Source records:

********

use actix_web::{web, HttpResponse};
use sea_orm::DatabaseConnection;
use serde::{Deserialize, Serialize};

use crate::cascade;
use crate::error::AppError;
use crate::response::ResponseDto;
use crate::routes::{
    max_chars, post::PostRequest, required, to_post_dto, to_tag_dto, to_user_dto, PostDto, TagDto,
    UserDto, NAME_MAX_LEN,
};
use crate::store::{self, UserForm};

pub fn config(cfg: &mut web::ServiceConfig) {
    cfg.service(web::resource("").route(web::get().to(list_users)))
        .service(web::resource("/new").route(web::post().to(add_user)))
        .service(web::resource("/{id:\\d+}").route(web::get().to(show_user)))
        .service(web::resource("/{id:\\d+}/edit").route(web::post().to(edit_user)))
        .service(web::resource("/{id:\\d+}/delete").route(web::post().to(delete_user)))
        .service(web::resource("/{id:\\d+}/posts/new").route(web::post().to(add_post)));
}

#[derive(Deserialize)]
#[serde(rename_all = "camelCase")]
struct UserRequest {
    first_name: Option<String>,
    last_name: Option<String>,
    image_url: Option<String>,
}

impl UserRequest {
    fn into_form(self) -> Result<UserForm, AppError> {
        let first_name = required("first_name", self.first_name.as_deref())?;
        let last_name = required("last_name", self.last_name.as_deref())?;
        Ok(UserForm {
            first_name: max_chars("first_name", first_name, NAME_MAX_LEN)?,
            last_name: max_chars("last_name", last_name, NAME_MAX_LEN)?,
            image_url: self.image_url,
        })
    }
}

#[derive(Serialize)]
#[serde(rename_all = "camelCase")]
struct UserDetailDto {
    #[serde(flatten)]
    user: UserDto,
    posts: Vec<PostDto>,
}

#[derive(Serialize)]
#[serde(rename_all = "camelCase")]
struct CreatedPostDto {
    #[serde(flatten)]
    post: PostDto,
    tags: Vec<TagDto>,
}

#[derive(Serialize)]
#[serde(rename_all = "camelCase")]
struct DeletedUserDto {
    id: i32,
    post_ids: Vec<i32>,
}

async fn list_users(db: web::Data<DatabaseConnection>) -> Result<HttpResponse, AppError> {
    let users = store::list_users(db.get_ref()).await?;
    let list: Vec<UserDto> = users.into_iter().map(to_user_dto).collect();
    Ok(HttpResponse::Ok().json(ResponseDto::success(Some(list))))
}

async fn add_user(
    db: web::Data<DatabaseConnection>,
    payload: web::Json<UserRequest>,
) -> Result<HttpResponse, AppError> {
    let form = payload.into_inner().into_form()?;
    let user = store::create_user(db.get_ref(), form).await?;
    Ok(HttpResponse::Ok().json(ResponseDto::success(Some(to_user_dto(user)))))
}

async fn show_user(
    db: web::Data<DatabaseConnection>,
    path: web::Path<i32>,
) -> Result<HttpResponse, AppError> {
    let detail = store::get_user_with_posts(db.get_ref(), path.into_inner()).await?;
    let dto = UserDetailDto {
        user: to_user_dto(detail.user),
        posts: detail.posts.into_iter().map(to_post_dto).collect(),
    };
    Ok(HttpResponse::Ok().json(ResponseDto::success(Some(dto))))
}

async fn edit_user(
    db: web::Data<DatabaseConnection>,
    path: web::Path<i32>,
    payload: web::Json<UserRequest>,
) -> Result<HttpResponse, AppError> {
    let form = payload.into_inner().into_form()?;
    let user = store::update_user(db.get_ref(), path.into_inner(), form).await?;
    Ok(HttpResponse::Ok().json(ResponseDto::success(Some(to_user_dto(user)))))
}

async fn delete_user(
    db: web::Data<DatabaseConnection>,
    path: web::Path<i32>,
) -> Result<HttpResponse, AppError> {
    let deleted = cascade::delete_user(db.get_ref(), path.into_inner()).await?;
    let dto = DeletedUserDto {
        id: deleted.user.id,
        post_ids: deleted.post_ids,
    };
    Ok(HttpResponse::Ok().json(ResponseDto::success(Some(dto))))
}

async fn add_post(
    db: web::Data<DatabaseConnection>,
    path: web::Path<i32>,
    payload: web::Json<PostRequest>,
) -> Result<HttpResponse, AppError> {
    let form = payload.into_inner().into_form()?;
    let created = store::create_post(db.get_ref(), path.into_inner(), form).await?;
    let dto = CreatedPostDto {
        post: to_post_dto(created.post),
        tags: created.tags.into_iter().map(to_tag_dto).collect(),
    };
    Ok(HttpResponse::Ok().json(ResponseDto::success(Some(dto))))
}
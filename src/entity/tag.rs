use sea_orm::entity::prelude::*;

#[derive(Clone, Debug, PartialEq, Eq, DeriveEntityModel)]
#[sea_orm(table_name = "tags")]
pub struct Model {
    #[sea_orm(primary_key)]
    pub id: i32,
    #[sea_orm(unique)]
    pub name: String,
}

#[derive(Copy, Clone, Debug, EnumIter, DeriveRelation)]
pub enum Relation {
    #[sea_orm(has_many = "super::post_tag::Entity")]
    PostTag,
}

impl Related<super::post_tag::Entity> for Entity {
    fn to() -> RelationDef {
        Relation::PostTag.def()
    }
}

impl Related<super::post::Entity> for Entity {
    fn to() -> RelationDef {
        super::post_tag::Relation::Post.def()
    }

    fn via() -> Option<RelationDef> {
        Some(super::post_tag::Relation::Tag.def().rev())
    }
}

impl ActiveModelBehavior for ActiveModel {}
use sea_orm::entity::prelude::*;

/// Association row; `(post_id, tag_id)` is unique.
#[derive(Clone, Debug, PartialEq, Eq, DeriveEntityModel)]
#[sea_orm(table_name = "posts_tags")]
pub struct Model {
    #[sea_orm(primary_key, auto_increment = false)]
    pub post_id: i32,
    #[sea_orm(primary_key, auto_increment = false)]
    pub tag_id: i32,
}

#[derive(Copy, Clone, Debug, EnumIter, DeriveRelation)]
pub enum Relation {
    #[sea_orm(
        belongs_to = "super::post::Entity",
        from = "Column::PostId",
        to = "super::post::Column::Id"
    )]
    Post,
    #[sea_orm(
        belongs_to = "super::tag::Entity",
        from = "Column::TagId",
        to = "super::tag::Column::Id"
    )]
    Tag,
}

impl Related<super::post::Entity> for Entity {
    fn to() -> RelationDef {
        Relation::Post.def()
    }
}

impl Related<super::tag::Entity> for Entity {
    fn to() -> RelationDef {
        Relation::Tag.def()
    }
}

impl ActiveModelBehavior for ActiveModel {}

********

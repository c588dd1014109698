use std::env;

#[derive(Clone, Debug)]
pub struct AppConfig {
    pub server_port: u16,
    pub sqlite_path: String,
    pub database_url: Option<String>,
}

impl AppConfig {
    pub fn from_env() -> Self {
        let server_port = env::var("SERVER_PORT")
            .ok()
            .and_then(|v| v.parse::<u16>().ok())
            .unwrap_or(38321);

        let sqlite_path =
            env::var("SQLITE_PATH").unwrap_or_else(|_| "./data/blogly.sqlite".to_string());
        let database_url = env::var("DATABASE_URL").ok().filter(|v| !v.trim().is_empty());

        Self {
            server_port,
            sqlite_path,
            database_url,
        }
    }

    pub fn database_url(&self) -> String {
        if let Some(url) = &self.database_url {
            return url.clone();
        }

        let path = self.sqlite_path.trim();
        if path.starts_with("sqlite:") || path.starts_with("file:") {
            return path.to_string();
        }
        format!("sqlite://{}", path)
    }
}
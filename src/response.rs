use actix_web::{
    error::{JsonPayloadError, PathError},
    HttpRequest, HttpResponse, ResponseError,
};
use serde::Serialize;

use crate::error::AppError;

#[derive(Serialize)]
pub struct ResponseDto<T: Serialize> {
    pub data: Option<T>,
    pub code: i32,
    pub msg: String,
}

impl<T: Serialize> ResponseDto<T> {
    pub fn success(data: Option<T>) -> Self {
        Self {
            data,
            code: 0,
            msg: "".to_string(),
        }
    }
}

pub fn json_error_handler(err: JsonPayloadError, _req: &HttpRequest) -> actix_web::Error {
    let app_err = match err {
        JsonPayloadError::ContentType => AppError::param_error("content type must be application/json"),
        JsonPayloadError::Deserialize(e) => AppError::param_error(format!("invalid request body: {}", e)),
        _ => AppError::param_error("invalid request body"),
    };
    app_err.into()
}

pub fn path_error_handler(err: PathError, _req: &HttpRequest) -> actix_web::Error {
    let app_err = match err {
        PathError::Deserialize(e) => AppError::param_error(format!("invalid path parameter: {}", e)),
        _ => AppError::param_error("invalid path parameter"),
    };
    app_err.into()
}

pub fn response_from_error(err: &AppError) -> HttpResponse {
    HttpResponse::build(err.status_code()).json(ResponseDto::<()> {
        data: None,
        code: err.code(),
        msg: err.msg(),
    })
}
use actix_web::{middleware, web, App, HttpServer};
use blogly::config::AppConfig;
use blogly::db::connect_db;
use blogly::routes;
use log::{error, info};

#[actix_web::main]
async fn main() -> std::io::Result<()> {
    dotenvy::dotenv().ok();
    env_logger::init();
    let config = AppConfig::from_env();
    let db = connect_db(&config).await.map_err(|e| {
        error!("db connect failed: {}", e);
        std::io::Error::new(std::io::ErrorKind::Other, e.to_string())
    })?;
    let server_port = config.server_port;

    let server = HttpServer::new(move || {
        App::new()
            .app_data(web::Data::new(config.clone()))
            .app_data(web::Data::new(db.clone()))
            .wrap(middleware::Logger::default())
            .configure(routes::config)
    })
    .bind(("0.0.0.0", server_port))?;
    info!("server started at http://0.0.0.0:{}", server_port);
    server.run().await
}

********

Assignment: Tally the lines of the records that contain "info", then write only the total.

Response to the task: 2